### What you have to do
Go over these records and count the lines with the string "HashMap" in them; the count is all that should be returned.

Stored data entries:
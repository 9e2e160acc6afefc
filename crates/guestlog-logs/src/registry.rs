//! Registry of guest logs, populated lazily through discovery

use guestlog_core::{Error, LogDetails, LogSpec, Result};
use guestlog_fs::FileOps;
use std::collections::BTreeMap;
use std::sync::Arc;
use tracing::debug;

use crate::entry::GuestLog;

/// Datastore-specific knowledge of which logs exist and where they live
pub trait Discovery: Send + Sync {
    /// Describe a log, or `None` if the name is unknown
    fn discover(&self, name: &str) -> Result<Option<LogSpec>>;

    /// Every log name this datastore knows about
    fn log_names(&self) -> Vec<String>;
}

/// Guest logs keyed by name
pub struct GuestLogRegistry {
    logs: BTreeMap<String, GuestLog>,
    discovery: Box<dyn Discovery>,
    fs: Arc<dyn FileOps>,
    instance_id: String,
    manager: String,
}

impl GuestLogRegistry {
    pub fn new(
        discovery: Box<dyn Discovery>,
        fs: Arc<dyn FileOps>,
        instance_id: impl Into<String>,
        manager: impl Into<String>,
    ) -> Self {
        Self {
            logs: BTreeMap::new(),
            discovery,
            fs,
            instance_id: instance_id.into(),
            manager: manager.into(),
        }
    }

    pub fn fs(&self) -> &Arc<dyn FileOps> {
        &self.fs
    }

    /// Cache a log directly, replacing any entry with the same name
    pub fn insert(&mut self, log: GuestLog) {
        self.logs.insert(log.name().to_string(), log);
    }

    pub fn get(&self, name: &str) -> Option<&GuestLog> {
        self.logs.get(name)
    }

    pub fn len(&self) -> usize {
        self.logs.len()
    }

    pub fn is_empty(&self) -> bool {
        self.logs.is_empty()
    }

    /// Cached log, building it through discovery on first reference
    pub fn get_or_create(&mut self, name: &str) -> Result<&mut GuestLog> {
        if !self.logs.contains_key(name) {
            let spec = self
                .discovery
                .discover(name)?
                .ok_or_else(|| Error::LogNotFound(name.to_string()))?;
            let prefix = GuestLog::object_prefix(&self.instance_id, &self.manager, &spec.name);
            debug!("Registered guest log '{}' at {}", name, spec.file.display());
            self.logs.insert(name.to_string(), GuestLog::new(spec, prefix));
        }

        self.logs
            .get_mut(name)
            .ok_or_else(|| Error::LogNotFound(name.to_string()))
    }

    /// Refresh one log's size and rotation state
    pub fn refresh(&mut self, name: &str) -> Result<&mut GuestLog> {
        let fs = Arc::clone(&self.fs);
        let log = self.get_or_create(name)?;
        log.refresh(fs.as_ref())?;
        Ok(log)
    }

    /// All logs sorted by name, each refreshed first.
    ///
    /// Every name known to discovery is registered before listing. A refresh
    /// failure aborts the listing.
    pub fn list(&mut self) -> Result<Vec<&GuestLog>> {
        for name in self.discovery.log_names() {
            self.get_or_create(&name)?;
        }

        for log in self.logs.values_mut() {
            log.refresh(self.fs.as_ref())?;
        }

        Ok(self.logs.values().collect())
    }

    /// Detail records for every log, sorted by name
    pub fn details(&mut self) -> Result<Vec<LogDetails>> {
        Ok(self.list()?.into_iter().map(GuestLog::details).collect())
    }
}
//! In-memory FileOps that records every call

use guestlog_core::{Error, Result};
use parking_lot::Mutex;
use std::collections::{HashMap, HashSet};
use std::path::{Path, PathBuf};

use crate::FileOps;

/// Operation recorded by [`MemoryFileOps`]
#[derive(Debug, Clone, Copy, PartialEq, Eq, Hash)]
pub enum FsOp {
    Exists,
    CreateDirectory,
    WriteFile,
    Chown,
    Chmod,
    FileSize,
}

#[derive(Debug, Default)]
struct MemoryFile {
    contents: Vec<u8>,
    owner: Option<String>,
    mode: Option<u32>,
}

#[derive(Debug, Default)]
struct State {
    files: HashMap<PathBuf, MemoryFile>,
    dirs: HashSet<PathBuf>,
    calls: HashMap<FsOp, usize>,
}

/// Filesystem kept in memory, used by tests and dry runs
#[derive(Debug, Default)]
pub struct MemoryFileOps {
    state: Mutex<State>,
    /// Refuse to write files whose parent directory was never created
    strict_parents: bool,
    fail_size: bool,
}

impl MemoryFileOps {
    pub fn new() -> Self {
        Self::default()
    }

    /// Writes fail unless the parent directory was created first
    pub fn with_strict_parents(mut self) -> Self {
        self.strict_parents = true;
        self
    }

    /// `file_size` always fails, simulating an unreadable file
    pub fn failing_size(mut self) -> Self {
        self.fail_size = true;
        self
    }

    /// Number of times an operation was called
    pub fn calls(&self, op: FsOp) -> usize {
        self.state.lock().calls.get(&op).copied().unwrap_or(0)
    }

    /// Forget recorded calls, keeping files and directories
    pub fn reset_calls(&self) {
        self.state.lock().calls.clear();
    }

    /// Create or replace a file without recording a call
    pub fn put_file(&self, path: impl Into<PathBuf>, contents: &[u8]) {
        let mut state = self.state.lock();
        let file = state.files.entry(path.into()).or_default();
        file.contents = contents.to_vec();
    }

    /// Append to a file without recording a call
    pub fn append(&self, path: impl Into<PathBuf>, contents: &[u8]) {
        let mut state = self.state.lock();
        let file = state.files.entry(path.into()).or_default();
        file.contents.extend_from_slice(contents);
    }

    pub fn remove_file(&self, path: &Path) {
        self.state.lock().files.remove(path);
    }

    pub fn contents(&self, path: &Path) -> Option<Vec<u8>> {
        self.state.lock().files.get(path).map(|f| f.contents.clone())
    }

    pub fn owner(&self, path: &Path) -> Option<String> {
        self.state.lock().files.get(path).and_then(|f| f.owner.clone())
    }

    pub fn mode(&self, path: &Path) -> Option<u32> {
        self.state.lock().files.get(path).and_then(|f| f.mode)
    }

    pub fn has_dir(&self, path: &Path) -> bool {
        self.state.lock().dirs.contains(path)
    }

    fn record(state: &mut State, op: FsOp) {
        *state.calls.entry(op).or_insert(0) += 1;
    }
}

fn not_found(path: &Path) -> Error {
    Error::IoError(std::io::Error::new(
        std::io::ErrorKind::NotFound,
        format!("No such file or directory: {}", path.display()),
    ))
}

impl FileOps for MemoryFileOps {
    fn exists(&self, path: &Path) -> Result<bool> {
        let mut state = self.state.lock();
        Self::record(&mut state, FsOp::Exists);
        Ok(state.files.contains_key(path) || state.dirs.contains(path))
    }

    fn create_directory(&self, path: &Path, _owner: &str) -> Result<()> {
        let mut state = self.state.lock();
        Self::record(&mut state, FsOp::CreateDirectory);
        for ancestor in path.ancestors() {
            state.dirs.insert(ancestor.to_path_buf());
        }
        Ok(())
    }

    fn write_file(&self, path: &Path, contents: &[u8]) -> Result<()> {
        let mut state = self.state.lock();
        Self::record(&mut state, FsOp::WriteFile);
        if self.strict_parents {
            let parent_exists = path.parent().map(|p| state.dirs.contains(p)).unwrap_or(false);
            if !parent_exists {
                return Err(not_found(path));
            }
        }
        let file = state.files.entry(path.to_path_buf()).or_default();
        file.contents = contents.to_vec();
        Ok(())
    }

    fn chown(&self, path: &Path, owner: &str) -> Result<()> {
        let mut guard = self.state.lock();
        let state = &mut *guard;
        Self::record(state, FsOp::Chown);
        if let Some(file) = state.files.get_mut(path) {
            file.owner = Some(owner.to_string());
            Ok(())
        } else if state.dirs.contains(path) {
            Ok(())
        } else {
            Err(not_found(path))
        }
    }

    fn chmod(&self, path: &Path, mode: u32) -> Result<()> {
        let mut guard = self.state.lock();
        let state = &mut *guard;
        Self::record(state, FsOp::Chmod);
        if let Some(file) = state.files.get_mut(path) {
            file.mode = Some(mode);
            Ok(())
        } else if state.dirs.contains(path) {
            Ok(())
        } else {
            Err(not_found(path))
        }
    }

    fn file_size(&self, path: &Path) -> Result<Option<u64>> {
        let mut state = self.state.lock();
        Self::record(&mut state, FsOp::FileSize);
        if self.fail_size {
            return Err(Error::IoError(std::io::Error::new(
                std::io::ErrorKind::PermissionDenied,
                format!("Permission denied: {}", path.display()),
            )));
        }
        Ok(state.files.get(path).map(|f| f.contents.len() as u64))
    }
}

### Answer to the exercise
3